impl<S: RecordStore> DedupEngine<S> {
    pub fn new(store: Arc<S>, mapper: Arc<dyn FormatMapper>) -> Self {
        Self {
            store,
            factory: RecordFactory::new(),
            mapper,
            overload: Mutex::new(ProbeOverloadRegistry::new()),
            group_locks: Mutex::new(HashMap::new()),
            stats: Mutex::new(EngineStats::default()),
        }
    }

    /// Snapshot of the accumulated counters
    pub fn stats(&self) -> EngineStats {
        self.stats.lock().unwrap().clone()
    }

    pub(crate) fn view_for(&self, record: &Record) -> Result<Box<dyn MetadataView>> {
        Ok(self.factory.create_view(
            &record.format,
            &record.raw,
            &record.oai_id,
            &record.source_id,
        )?)
    }

    /// Recompute the candidate-key fields from a metadata view
    ///
    /// A key field whose recomputed set is empty is removed entirely.
    /// Returns whether any field changed.
    pub fn update_dedup_candidate_keys(
        &self,
        record: &mut Record,
        view: &dyn MetadataView,
    ) -> bool {
        let isbn_keys = non_empty(view.isbns());
        let id_keys = non_empty(view.unique_ids());
        let title_key = create_title_key(&view.title(false));
        let title_keys = non_empty(if title_key.is_empty() {
            Vec::new()
        } else {
            vec![title_key]
        });

        let changed = record.isbn_keys != isbn_keys
            || record.id_keys != id_keys
            || record.title_keys != title_keys;

        record.isbn_keys = isbn_keys;
        record.id_keys = id_keys;
        record.title_keys = title_keys;
        changed
    }

    /// Refresh a record's candidate keys from its own payload
    ///
    /// Convenience for ingestion: builds the view and recomputes keys.
    pub fn refresh_candidate_keys(&self, record: &mut Record) -> Result<bool> {
        let view = self.view_for(record)?;
        Ok(self.update_dedup_candidate_keys(record, view.as_ref()))
    }

    /// Deduplicate one subject record
    ///
    /// Returns whether the subject ended up in a dedup group.
    pub fn dedup_record(&self, record: &Record) -> Result<bool> {
        self.dedup_record_at(record, 0)
    }

    pub(crate) fn dedup_record_at(&self, record: &Record, depth: usize) -> Result<bool> {
        self.stats.lock().unwrap().subjects_processed += 1;

        let mut subject = record.clone();
        let view = self.view_for(&subject)?;

        // Keys must reflect the current payload before searching
        if self.update_dedup_candidate_keys(&mut subject, view.as_ref()) {
            self.store.save_record(&subject)?;
        }

        if !subject.deleted {
            let stream = CandidateStream::new(self.store.as_ref(), &self.overload, &subject);
            for candidate in stream {
                let candidate = candidate?;
                let candidate_view = match self.view_for(&candidate) {
                    Ok(view) => view,
                    Err(e) => {
                        error!("Cannot parse metadata of candidate {}: {}", candidate.id, e);
                        continue;
                    }
                };
                if records_match(
                    &subject,
                    view.as_ref(),
                    &candidate,
                    candidate_view.as_ref(),
                    self.mapper.as_ref(),
                ) && self.mark_duplicates(&subject, &candidate, depth)?
                {
                    self.stats.lock().unwrap().subjects_matched += 1;
                    return Ok(true);
                }
            }
        }

        // No candidate matched; release any stale group membership
        if subject.dedup_id.is_some() || subject.update_needed {
            let old_group = subject.dedup_id.take();
            subject.updated = now_millis();
            subject.update_needed = false;
            self.store.save_record(&subject)?;

            if let Some(group_id) = old_group {
                debug!("Record {} left dedup group {}", subject.id, group_id);
                let members = self.detach(&group_id, &subject.id)?;
                self.rededup_members(&members, depth)?;
            }
        }
        Ok(false)
    }

    /// Record that two records describe the same work
    ///
    /// Resolves the target group from the pair's current memberships,
    /// re-checks source uniqueness under the group lock, persists both
    /// records' dedup fields in one multi-update, and cascades to
    /// component parts when `a` is a host record. Returns `false` when a
    /// concurrent mutation made the pairing impossible.
    pub(crate) fn mark_duplicates(&self, a: &Record, b: &Record, depth: usize) -> Result<bool> {
        let Some(a_fresh) = self.store.record(&a.id)? else {
            error!("Record {} disappeared before grouping", a.id);
            return Ok(false);
        };
        let Some(b_fresh) = self.store.record(&b.id)? else {
            error!("Record {} disappeared before grouping", b.id);
            return Ok(false);
        };

        let target_group = if let Some(group_id) = b_fresh.dedup_id.clone() {
            self.join_group(&group_id, &a_fresh)?
        } else if let Some(group_id) = a_fresh.dedup_id.clone() {
            self.join_group(&group_id, &b_fresh)?
        } else {
            let group = DedupGroup::new(
                Uuid::new_v4().to_string(),
                a_fresh.id.clone(),
                b_fresh.id.clone(),
            );
            self.store.insert_group(&group)?;
            self.stats.lock().unwrap().groups_created += 1;
            info!(
                "Created dedup group {} for {} and {}",
                group.id, a_fresh.id, b_fresh.id
            );
            Some(group.id)
        };

        let Some(target_group) = target_group else {
            return Ok(false);
        };

        let already_grouped = |r: &Record| {
            r.dedup_id.as_deref() == Some(target_group.as_str()) && !r.update_needed
        };
        if !(already_grouped(&a_fresh) && already_grouped(&b_fresh)) {
            self.store.mark_deduplicated(
                &[a_fresh.id.clone(), b_fresh.id.clone()],
                Some(target_group.as_str()),
                now_millis(),
            )?;
        }

        // Joining a new group implies leaving the old one
        if let Some(old_group) = &a_fresh.dedup_id {
            if *old_group != target_group {
                let members = self.detach(old_group, &a_fresh.id)?;
                self.rededup_members(&members, depth)?;
            }
        }

        if a_fresh.host_record_id.is_empty() {
            if let Some(host) = self.store.record(&a_fresh.id)? {
                let matched = self.cascade_components(&host, depth)?;
                if matched > 0 {
                    debug!(
                        "Cascaded {} component pairs from host {}",
                        matched, host.id
                    );
                }
            }
        }

        Ok(true)
    }

    /// Add a record to an existing group under the group lock
    ///
    /// Returns the group id, or `None` when the group vanished or source
    /// uniqueness would be violated by the join.
    fn join_group(&self, group_id: &str, joiner: &Record) -> Result<Option<String>> {
        let lock = self.lock_for(group_id);
        let _guard = lock.lock().unwrap();

        let Some(mut group) = self.store.group(group_id)? else {
            error!("Record joins missing dedup group {}", group_id);
            return Ok(None);
        };
        if group.deleted {
            return Ok(None);
        }

        // Source uniqueness must hold at commit time: another worker may
        // have added a competing member after candidate filtering
        for member_id in &group.ids {
            if *member_id == joiner.id {
                continue;
            }
            let Some(member) = self.store.record(member_id)? else {
                error!("Dedup group {} refers to missing record {}", group.id, member_id);
                continue;
            };
            if !member.deleted && member.source_id == joiner.source_id {
                warn!(
                    "Not adding {} to dedup group {}: member {} shares source {}",
                    joiner.id, group.id, member.id, member.source_id
                );
                return Ok(None);
            }
        }

        if group.ids.iter().all(|id| *id != joiner.id) {
            let expected = group.changed;
            group.add_member(&joiner.id);
            group.changed = now_millis();
            if !self.store.save_group_if(&group, expected)? {
                warn!("Concurrent mutation of dedup group {}, retrying join", group.id);
                drop(_guard);
                return self.join_group(group_id, joiner);
            }
        }
        Ok(Some(group.id))
    }

    /// Remove a record from a group and normalize the remainder
    ///
    /// Handles the shrink-to-singleton and empty cases, stamps and saves
    /// the group, and returns the member ids that should be
    /// re-deduplicated (empty when the group did not survive).
    pub(crate) fn detach(&self, group_id: &str, record_id: &str) -> Result<Vec<String>> {
        let lock = self.lock_for(group_id);
        let _guard = lock.lock().unwrap();

        for _ in 0..GROUP_SAVE_ATTEMPTS {
            let Some(mut group) = self.store.group(group_id)? else {
                error!("Record {} leaves missing dedup group {}", record_id, group_id);
                return Ok(Vec::new());
            };
            let expected = group.changed;

            if !group.remove_member(record_id) {
                return Ok(Vec::new());
            }
            self.finalize_shrunk_group(&mut group)?;

            group.changed = now_millis();
            if self.store.save_group_if(&group, expected)? {
                let members = if group.is_live() { group.ids } else { Vec::new() };
                return Ok(members);
            }
            warn!("Concurrent mutation of dedup group {}, retrying removal", group_id);
        }
        warn!("Giving up removal of {} from contested group {}", record_id, group_id);
        Ok(Vec::new())
    }

    /// Post-removal normalization shared by `detach` and the checker
    fn finalize_shrunk_group(&self, group: &mut DedupGroup) -> Result<()> {
        match group.ids.len() {
            1 => {
                let orphan_id = group.ids[0].clone();
                if let Some(mut orphan) = self.store.record(&orphan_id)? {
                    orphan.dedup_id = None;
                    orphan.updated = now_millis();
                    self.store.save_record(&orphan)?;
                } else {
                    error!(
                        "Dedup group {} refers to missing record {}",
                        group.id, orphan_id
                    );
                }
                group.ids.clear();
                group.deleted = true;
                self.stats.lock().unwrap().groups_removed += 1;
            }
            0 => {
                // Should not normally occur; tombstone defensively
                group.deleted = true;
                self.stats.lock().unwrap().groups_removed += 1;
            }
            _ => {}
        }
        Ok(())
    }

    /// Re-deduplicate group members after a composition change
    ///
    /// Runs a nested dedup pass while under [`MAX_REDEDUP_DEPTH`];
    /// deeper than that the members are only flagged for the next sweep.
    fn rededup_members(&self, member_ids: &[String], depth: usize) -> Result<()> {
        for member_id in member_ids {
            let Some(member) = self.store.record(member_id)? else {
                error!("Cannot re-deduplicate missing record {}", member_id);
                continue;
            };
            if depth < MAX_REDEDUP_DEPTH {
                self.dedup_record_at(&member, depth + 1)?;
            } else {
                let mut member = member;
                member.update_needed = true;
                member.updated = now_millis();
                self.store.save_record(&member)?;
            }
        }
        Ok(())
    }

    /// Remove a record from its group, re-deduplicating the remainder
    pub fn leave(&self, group_id: &str, record_id: &str) -> Result<()> {
        let members = self.detach(group_id, record_id)?;
        self.rededup_members(&members, 0)
    }

    /// Verify and repair the record back-links of one group
    ///
    /// Members whose record is missing, deleted, or pointing at a
    /// different group are expelled. Returns human-readable repair lines,
    /// empty when the group was consistent.
    pub fn check_dedup_record(&self, group_id: &str) -> Result<Vec<String>> {
        let lock = self.lock_for(group_id);
        let _guard = lock.lock().unwrap();

        let Some(mut group) = self.store.group(group_id)? else {
            return Ok(vec![format!("Dedup group {group_id} not found")]);
        };
        if group.deleted {
            return Ok(Vec::new());
        }
        let expected = group.changed;

        let mut lines = Vec::new();
        let mut kept = Vec::with_capacity(group.ids.len());
        for member_id in &group.ids {
            match self.store.record(member_id)? {
                None => {
                    lines.push(format!(
                        "Removed missing record {member_id} from dedup group {}",
                        group.id
                    ));
                }
                Some(member) if member.deleted => {
                    lines.push(format!(
                        "Removed deleted record {member_id} from dedup group {}",
                        group.id
                    ));
                    if member.dedup_id.as_deref() == Some(group.id.as_str()) {
                        let mut member = member;
                        member.dedup_id = None;
                        member.updated = now_millis();
                        self.store.save_record(&member)?;
                    }
                }
                Some(member) if member.dedup_id.as_deref() != Some(group.id.as_str()) => {
                    lines.push(format!(
                        "Removed record {member_id} with mismatched back-link from dedup group {}",
                        group.id
                    ));
                }
                Some(_) => kept.push(member_id.clone()),
            }
        }

        if lines.is_empty() {
            return Ok(lines);
        }

        group.ids = kept;
        self.finalize_shrunk_group(&mut group)?;
        group.changed = now_millis();
        if !self.store.save_group_if(&group, expected)? {
            warn!("Concurrent mutation of dedup group {} during repair", group.id);
        }
        Ok(lines)
    }

    fn lock_for(&self, group_id: &str) -> Arc<Mutex<()>> {
        let mut locks = self.group_locks.lock().unwrap();
        locks
            .entry(group_id.to_string())
            .or_insert_with(|| Arc::new(Mutex::new(())))
            .clone()
    }
}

——————

§ EXERCISE REQUIREMENTS:
Once you have identified the lines above that contain "factory", copy each of them.

§ PROBLEM SOLUTION:
            factory: RecordFactory::new(),
        Ok(self.factory.create_view(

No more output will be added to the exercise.